═════ MATERIAL FOR THIS EXERCISE ═════

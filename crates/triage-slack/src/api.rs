//! Slack Web API client for conversation listing, history and posting.

use std::time::Duration;

use serde::de::DeserializeOwned;
use serde::{Deserialize, Serialize};
use triage_core::messaging::{
    AuthorKind, Conversation, Identity, Message, MessagingClient, MessagingError, Reaction,
    Visibility,
};
use triage_core::vault::Secret;

use crate::error::SlackError;

const SLACK_API: &str = "https://slack.com/api";
const DEFAULT_PAGE_LIMIT: u32 = 200;
const MAX_PAGES: usize = 50;

/// Message subtype Slack assigns to posts made by integrations.
pub const BOT_MESSAGE_SUBTYPE: &str = "bot_message";

pub struct SlackApi {
    client: reqwest::Client,
    token: Secret,
    base_url: String,
    page_limit: u32,
}

impl std::fmt::Debug for SlackApi {
    fn fmt(&self, f: &mut std::fmt::Formatter<'_>) -> std::fmt::Result {
        f.debug_struct("SlackApi")
            .field("base_url", &self.base_url)
            .field("token", &"[REDACTED]")
            .finish_non_exhaustive()
    }
}

#[derive(Deserialize)]
struct Envelope<T> {
    ok: bool,
    #[serde(default)]
    error: Option<String>,
    #[serde(flatten)]
    body: T,
}

#[derive(Deserialize, Default)]
struct ResponseMetadata {
    #[serde(default)]
    next_cursor: String,
}

impl ResponseMetadata {
    fn cursor(&self) -> Option<String> {
        let cursor = self.next_cursor.trim();
        (!cursor.is_empty()).then(|| cursor.to_owned())
    }
}

#[derive(Deserialize)]
struct AuthTest {
    #[serde(default)]
    user_id: Option<String>,
}

#[derive(Deserialize)]
struct ConversationsPage {
    #[serde(default)]
    channels: Vec<WireChannel>,
    #[serde(default)]
    response_metadata: ResponseMetadata,
}

#[derive(Deserialize)]
struct WireChannel {
    id: String,
    #[serde(default)]
    name: String,
}

#[derive(Deserialize)]
struct HistoryPage {
    #[serde(default)]
    messages: Vec<WireMessage>,
    #[serde(default)]
    has_more: bool,
    #[serde(default)]
    response_metadata: ResponseMetadata,
}

#[derive(Deserialize)]
struct WireMessage {
    #[serde(default)]
    subtype: Option<String>,
    #[serde(default)]
    reactions: Vec<WireReaction>,
    #[serde(default)]
    ts: String,
    #[serde(default)]
    text: String,
}

#[derive(Deserialize)]
struct WireReaction {
    name: String,
    #[serde(default)]
    users: Vec<String>,
}

#[derive(Deserialize)]
struct Posted {}

#[derive(Serialize)]
struct PostMessage<'a> {
    channel: &'a str,
    text: &'a str,
}

impl From<WireMessage> for Message {
    fn from(m: WireMessage) -> Self {
        let author = if m.subtype.as_deref() == Some(BOT_MESSAGE_SUBTYPE) {
            AuthorKind::Automated
        } else {
            AuthorKind::Human
        };
        Self {
            author,
            reactions: m
                .reactions
                .into_iter()
                .map(|r| Reaction {
                    name: r.name,
                    users: r.users,
                })
                .collect(),
            ts: m.ts,
            text: m.text,
        }
    }
}

fn conversation_type(visibility: Visibility) -> &'static str {
    match visibility {
        Visibility::Public => "public_channel",
        Visibility::Private => "private_channel",
    }
}

/// HTTP client for Web API calls. Build once and share across [`SlackApi`]s.
///
/// # Errors
///
/// Returns an error if the TLS backend cannot be initialized.
pub fn http_client() -> Result<reqwest::Client, SlackError> {
    Ok(reqwest::Client::builder()
        .connect_timeout(Duration::from_secs(10))
        .timeout(Duration::from_secs(30))
        .user_agent(concat!("triage-slack/", env!("CARGO_PKG_VERSION")))
        .redirect(reqwest::redirect::Policy::none())
        .build()?)
}

impl SlackApi {
    #[must_use]
    pub fn new(client: reqwest::Client, token: Secret) -> Self {
        Self {
            client,
            token,
            base_url: SLACK_API.to_owned(),
            page_limit: DEFAULT_PAGE_LIMIT,
        }
    }

    /// Override the Web API base URL (tests, proxies, Slack GovSlack).
    #[must_use]
    pub fn with_base_url(mut self, url: impl Into<String>) -> Self {
        self.base_url = url.into().trim_end_matches('/').to_owned();
        self
    }

    #[must_use]
    pub fn with_page_limit(mut self, limit: u32) -> Self {
        self.page_limit = limit.max(1);
        self
    }

    fn unwrap_envelope<T>(method: &'static str, envelope: Envelope<T>) -> Result<T, SlackError> {
        if envelope.ok {
            Ok(envelope.body)
        } else {
            Err(SlackError::Api {
                method,
                error: envelope.error.unwrap_or_else(|| "unknown".into()),
            })
        }
    }

    async fn get<T: DeserializeOwned>(
        &self,
        method: &'static str,
        params: &[(&str, String)],
    ) -> Result<T, SlackError> {
        let envelope: Envelope<T> = self
            .client
            .get(format!("{}/{method}", self.base_url))
            .bearer_auth(self.token.expose())
            .query(params)
            .send()
            .await?
            .error_for_status()?
            .json()
            .await?;
        Self::unwrap_envelope(method, envelope)
    }

    /// Call auth.test to retrieve the bot's own user ID.
    ///
    /// # Errors
    ///
    /// Returns an error if the HTTP request or Slack API fails.
    pub async fn auth_test(&self) -> Result<String, SlackError> {
        let resp: AuthTest = self.get("auth.test", &[]).await?;
        resp.user_id.ok_or(SlackError::MissingField {
            method: "auth.test",
            field: "user_id",
        })
    }

    /// List every conversation of one type the user belongs to, following cursors.
    ///
    /// # Errors
    ///
    /// Returns an error if any page request fails.
    pub async fn users_conversations(
        &self,
        user_id: &str,
        visibility: Visibility,
    ) -> Result<Vec<Conversation>, SlackError> {
        let mut conversations = Vec::new();
        let mut cursor: Option<String> = None;
        for _ in 0..MAX_PAGES {
            let mut params = vec![
                ("user", user_id.to_owned()),
                ("types", conversation_type(visibility).to_owned()),
                ("exclude_archived", "true".to_owned()),
                ("limit", self.page_limit.to_string()),
            ];
            if let Some(c) = cursor.take() {
                params.push(("cursor", c));
            }
            let page: ConversationsPage = self.get("users.conversations", &params).await?;
            conversations.extend(page.channels.into_iter().map(|c| Conversation {
                id: c.id,
                name: c.name,
                visibility,
            }));
            match page.response_metadata.cursor() {
                Some(next) => cursor = Some(next),
                None => return Ok(conversations),
            }
        }
        tracing::warn!(%visibility, "users.conversations page limit reached, listing truncated");
        Ok(conversations)
    }

    /// Fetch channel history newer than `oldest`, following cursors while `has_more`.
    ///
    /// # Errors
    ///
    /// Returns an error if any page request fails.
    pub async fn conversations_history(
        &self,
        channel: &str,
        oldest: &str,
    ) -> Result<Vec<Message>, SlackError> {
        let mut messages = Vec::new();
        let mut cursor: Option<String> = None;
        for _ in 0..MAX_PAGES {
            let mut params = vec![
                ("channel", channel.to_owned()),
                ("oldest", oldest.to_owned()),
                ("limit", self.page_limit.to_string()),
            ];
            if let Some(c) = cursor.take() {
                params.push(("cursor", c));
            }
            let page: HistoryPage = self.get("conversations.history", &params).await?;
            messages.extend(page.messages.into_iter().map(Message::from));
            match page.response_metadata.cursor() {
                Some(next) if page.has_more => cursor = Some(next),
                _ => return Ok(messages),
            }
        }
        tracing::warn!(channel, "conversations.history page limit reached, history truncated");
        Ok(messages)
    }

    /// Post a plain-text message.
    ///
    /// # Errors
    ///
    /// Returns an error if the HTTP request or Slack API fails.
    pub async fn post_message(&self, channel: &str, text: &str) -> Result<(), SlackError> {
        let envelope: Envelope<Posted> = self
            .client
            .post(format!("{}/chat.postMessage", self.base_url))
            .bearer_auth(self.token.expose())
            .json(&PostMessage { channel, text })
            .send()
            .await?
            .error_for_status()?
            .json()
            .await?;
        Self::unwrap_envelope("chat.postMessage", envelope)?;
        Ok(())
    }
}

impl MessagingClient for SlackApi {
    async fn authenticate(&self) -> Result<Identity, MessagingError> {
        let user_id = self.auth_test().await?;
        Ok(Identity { user_id })
    }

    async fn list_conversations(
        &self,
        identity: &Identity,
        visibility: Visibility,
    ) -> Result<Vec<Conversation>, MessagingError> {
        Ok(self
            .users_conversations(&identity.user_id, visibility)
            .await?)
    }

    async fn fetch_history(
        &self,
        conversation_id: &str,
        oldest: &str,
    ) -> Result<Vec<Message>, MessagingError> {
        Ok(self.conversations_history(conversation_id, oldest).await?)
    }

    async fn post_message(&self, conversation_id: &str, text: &str) -> Result<(), MessagingError> {
        Ok(SlackApi::post_message(self, conversation_id, text).await?)
    }
}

═════

*BRIEF*
Copy out, in full, each line above that has the word "SlackError" in it.

*ANSWER FOR THIS EXERCISE*
use crate::error::SlackError;
pub fn http_client() -> Result<reqwest::Client, SlackError> {
    fn unwrap_envelope<T>(method: &'static str, envelope: Envelope<T>) -> Result<T, SlackError> {
            Err(SlackError::Api {
    ) -> Result<T, SlackError> {
    pub async fn auth_test(&self) -> Result<String, SlackError> {
        resp.user_id.ok_or(SlackError::MissingField {
    ) -> Result<Vec<Conversation>, SlackError> {
    ) -> Result<Vec<Message>, SlackError> {
    pub async fn post_message(&self, channel: &str, text: &str) -> Result<(), SlackError> {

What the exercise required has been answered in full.